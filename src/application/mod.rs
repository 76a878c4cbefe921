pub mod preference_store;
pub mod collection;

pub use preference_store::PreferenceStore;
pub use collection::{
    CollectionManager, CollectionStats, LoadOutcome, LoadState, DEFAULT_UNSCOPED_BATCHES,
};
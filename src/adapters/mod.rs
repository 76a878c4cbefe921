//! Adapters Layer - External System Implementations
//!
//! This module contains implementations of the port traits:
//! - API Ninjas: remote quote provider client
//! - Storage: file-backed preference storage
//! - CLI: Command-line interface handlers

pub mod api_ninjas;
pub mod storage;
pub mod cli;

pub use api_ninjas::{ApiNinjasClient, ApiNinjasConfig};
pub use storage::JsonFileStorage;
pub use cli::CliApp;
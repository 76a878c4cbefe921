//! Preference Sets
//!
//! Binary user preferences (liked, bookmarked) keyed by quote text.

use serde::{Deserialize, Serialize};
use std::collections::BTreeSet;

/// Storage key of the liked set
pub const LIKED_KEY: &str = "likedQuotes";

/// Storage key of the bookmarked set
pub const BOOKMARKED_KEY: &str = "bookmarkedQuotes";

/// Which preference set an operation targets
#[derive(Debug, Clone, Copy, PartialEq, Eq, Hash)]
pub enum PreferenceKind {
    Liked,
    Bookmarked,
}

impl PreferenceKind {
    /// Fixed key the set is persisted under
    pub fn storage_key(&self) -> &'static str {
        match self {
            PreferenceKind::Liked => LIKED_KEY,
            PreferenceKind::Bookmarked => BOOKMARKED_KEY,
        }
    }
}

/// A set of quote texts
///
/// Serializes as a plain JSON array of strings.
#[derive(Debug, Clone, Default, PartialEq, Eq, Serialize, Deserialize)]
#[serde(transparent)]
pub struct PreferenceSet {
    texts: BTreeSet<String>,
}

impl PreferenceSet {
    pub fn new() -> Self {
        Self::default()
    }

    pub fn contains(&self, text: &str) -> bool {
        self.texts.contains(text)
    }

    /// Add `text` if absent, remove it if present.
    /// Returns the membership after the toggle.
    pub fn toggle(&mut self, text: &str) -> bool {
        if self.texts.remove(text) {
            false
        } else {
            self.texts.insert(text.to_string());
            true
        }
    }

    pub fn len(&self) -> usize {
        self.texts.len()
    }

    pub fn is_empty(&self) -> bool {
        self.texts.is_empty()
    }

    /// Members in ascending byte order
    pub fn iter(&self) -> impl Iterator<Item = &str> {
        self.texts.iter().map(String::as_str)
    }
}

impl<S: Into<String>> FromIterator<S> for PreferenceSet {
    fn from_iter<I: IntoIterator<Item = S>>(iter: I) -> Self {
        Self {
            texts: iter.into_iter().map(Into::into).collect(),
        }
    }
}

→ **Requirement**
Ending with the line containing "quote provider client", please print exactly the lines of the material above from its first line onward, and nothing else.

→ **Exercise result**
filename src/application/mod.rs
repository 76a878c4cbefe921
pub mod preference_store;
pub mod collection;

pub use preference_store::PreferenceStore;
pub use collection::{
    CollectionManager, CollectionStats, LoadOutcome, LoadState, DEFAULT_UNSCOPED_BATCHES,
};
filename src/adapters/mod.rs
repository 76a878c4cbefe921
//! Adapters Layer - External System Implementations
//!
//! This module contains implementations of the port traits:
//! - API Ninjas: remote quote provider client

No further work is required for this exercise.